Putting Peak Oil In Perspective
Posted by Glenn on October 31, 2005 - 11:26pm in The Oil Drum: Local
Topic: Sociology/Psychology
Tags: oil, peak oil [list all tags]
We've had two recent conferences in New York City that have sparked a healthy conversation within the community that is aware of peak oil on just what kind of world we should work toward and what we should expect. The Petrocollapse Conference sponsored by Culture Change featured classic outsiders like Jan Lundberg, James Howard Kunstler and Michael Ruppert. Then there was the NYU conference "Winning the Oil End Game", which had ultimate insiders like former CIA director James Woolsey, Mississippi Governor and former Republican National Committee Chairman Haley Barbour, former Deputy Secretary of the Treasury Robert Altman and Amory Lovins, CEO of the Rocky Mountain Institute.
As peak oil goes mainstream, I expect that many of the original advocates of peak oil awareness will be overtaken by more pragmatic and constructive people who don't revel in the idea of economic collapse or advocate policies that will result in a "Last Man Standing" scenario where humanity engages in an unending war for the remaining supplies of energy.
There are two recent articles written by local observers that add some needed perspective to some of the more narrow and extreme views on both the left and right sides of the political divide that have emerged in those conferences.

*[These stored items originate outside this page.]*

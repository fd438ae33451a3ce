use std::fs;
use std::path::Path;

use tempfile::tempdir;

use crate::config::error::ConfigError;
use crate::config::format::ConfigFormat;
use crate::config::model::WiringConfig;
use crate::integration::handler::LookupMethod;
use crate::plugin_system::ordering::SortOrder;

const TOML_WIRING: &str = r#"
[[registries]]
plugin_type = "Greeter"
qualifier = "greeters"
exclusions = ["ShoutingGreeter"]
order = "descending"

[[lists]]
plugin_type = "Greeter"

[[activators]]
channel = "greetings"
registry = "greeters"
method = "greet"
lookup = "all"
delimiter = "/headers/lang"
"#;

#[test]
fn test_format_from_path() {
    assert_eq!(ConfigFormat::from_path(Path::new("wiring.json")), Some(ConfigFormat::Json));
    assert_eq!(ConfigFormat::from_path(Path::new("WIRING.TOML")), Some(ConfigFormat::Toml));
    assert_eq!(ConfigFormat::from_path(Path::new("wiring.yml")), Some(ConfigFormat::Yaml));
    assert_eq!(ConfigFormat::from_path(Path::new("wiring.ini")), None);
    assert_eq!(ConfigFormat::from_path(Path::new("wiring")), None);
    assert_eq!(ConfigFormat::Yaml.extension(), "yaml");
}

#[test]
fn test_parse_toml_with_defaults() {
    let config = WiringConfig::from_str(TOML_WIRING, ConfigFormat::Toml).unwrap();

    let registry = &config.registries[0];
    assert_eq!(registry.plugin_type, "Greeter");
    assert_eq!(registry.name, None);
    assert_eq!(registry.qualifier.as_deref(), Some("greeters"));
    assert_eq!(registry.exclusions, vec!["ShoutingGreeter"]);
    assert_eq!(registry.order, SortOrder::Descending);

    assert_eq!(config.lists.len(), 1);
    assert!(config.lists[0].exclusions.is_empty());

    let activator = &config.activators[0];
    assert_eq!(activator.lookup, LookupMethod::All);
    assert_eq!(activator.delimiter.as_deref(), Some("/headers/lang"));
}

#[test]
fn test_missing_sections_default_to_empty() {
    let config = WiringConfig::from_str(r#"{ "registries": [ { "plugin_type": "Greeter" } ] }"#, ConfigFormat::Json).unwrap();

    assert_eq!(config.registries[0].order, SortOrder::Ascending);
    assert!(config.lists.is_empty());
    assert!(config.activators.is_empty());
    assert!(!config.is_empty());
    assert!(WiringConfig::from_str("{}", ConfigFormat::Json).unwrap().is_empty());
}

#[test]
fn test_load_each_format_from_disk() {
    let dir = tempdir().expect("Failed to create temporary directory");
    let expected = WiringConfig::from_str(TOML_WIRING, ConfigFormat::Toml).unwrap();

    let toml_path = dir.path().join("wiring.toml");
    fs::write(&toml_path, TOML_WIRING).unwrap();
    assert_eq!(WiringConfig::load(&toml_path).unwrap(), expected);

    let json_path = dir.path().join("wiring.json");
    fs::write(&json_path, serde_json::to_string_pretty(&expected).unwrap()).unwrap();
    assert_eq!(WiringConfig::load(&json_path).unwrap(), expected);

    let yaml_path = dir.path().join("wiring.yaml");
    fs::write(&yaml_path, serde_yaml::to_string(&expected).unwrap()).unwrap();
    assert_eq!(WiringConfig::load(&yaml_path).unwrap(), expected);
}

#[test]
fn test_load_errors() {
    let dir = tempdir().expect("Failed to create temporary directory");

    let unsupported = WiringConfig::load(dir.path().join("wiring.ini")).unwrap_err();
    assert!(matches!(unsupported, ConfigError::UnsupportedFormat(_)));

    let missing = WiringConfig::load(dir.path().join("absent.toml")).unwrap_err();
    assert!(matches!(missing, ConfigError::Io { .. }));

    let broken_path = dir.path().join("broken.json");
    fs::write(&broken_path, "{ not json").unwrap();
    match WiringConfig::load(&broken_path).unwrap_err() {
        ConfigError::Parse { format, .. } => assert_eq!(format, "json"),
        other => panic!("Expected a parse error, got {:?}", other),
    }
}

#[test]
fn test_unknown_lookup_method_is_a_parse_error() {
    let data = r#"{ "activators": [ { "channel": "c", "registry": "r", "method": "m", "lookup": "some" } ] }"#;

    assert!(matches!(
        WiringConfig::from_str(data, ConfigFormat::Json),
        Err(ConfigError::Parse { .. })
    ));
}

If Peak Oil theory is now mainstream, splashed across the front page of USA Today and the theme of Chevron and BP ad campaigns, then Petrocollapse is a secular, left-wing, non-fiction version of Tim LaHaye's Christian Apocalyptic "Left Behind" series. The gospel according to Petrocollapse is that Peak Oil is coming, and it's coming soon. The transition to the post-carbon world will not be gradual, it will be sudden and massive. And when it comes, the sinners--those profligate American consumers and the corporate whores who oversee them--will all be swept away in violent social turmoil, starvation and environmental disaster. But there's good news too. After the tumultuous mass die-off, a new society will arise from the burned out SUV hulks and melted plastic detritus. In this post-carbon world, humans will have no choice but to live sustainably, in cooperation with each other and in harmony with nature. Those who get religion and accept Peak Oil into their hearts soon enough--they may be among the lucky survivors whose children grow to live in this new and better world.
In Grant Causwell's cover article for the NY Press, "The Coming Petrocollapse" he discusses the nature of a movement that is continually preaching the "The End is Near":
The peak oil movement is, right now, no matter how many write-ups it receives in the New York Times Magazine, a movement of people who have already lost, just as all survivalists' movements are. (I suspect Jan Lundberg would have done well for himself giving speeches about the need for fallout shelters 50 years ago.) Those who have the least worry most about losing it. In this case, it's those least tethered to the hectic crash and race of motorized life, those who not only despise it, but tremble with anticipation of the glorious day when the ones tethered to it and secure in their place are similarly lost, who drive the movement. They're the ones who buy books like "When Technology Fails: A Manual for Self-Reliance & Planetary Survival" or "Strategic Relocation: North American Guide to Safe Places" (hint: you want "a climate which can sustain life in an energy crisis but won't attract marauders"), and pay Michael Ruppert $50 a year to read his lurid fantasies about crack-dealing spooks and economic collapses that are always, from what I can tell, just a few weeks off.
The public will not follow someone who continuously preaches doomsday scenarios - nor will they donate money to them.
We need to stay grounded in all realities. We need to continuously evaluate and re-evaluate all the evidence in front of us and act on hard information. There should be no place for "beliefs" in peak oil - it's about science and geology, it's not a religion. It does not require "faith", but rather a skeptical nature that is willing to ask for hard evidence when others say that the faster we eat the cake, the more will appear in front of us.
Personally I think we are headed for a pretty rough time ahead starting sometime in the next 2-10 years, but I think how we react to it will make all the difference. There are many possible paths ahead of us and we collectively have a large degree of control over which path we go down. The easiest ways to squander that opportunity to adapt is to do nothing about it.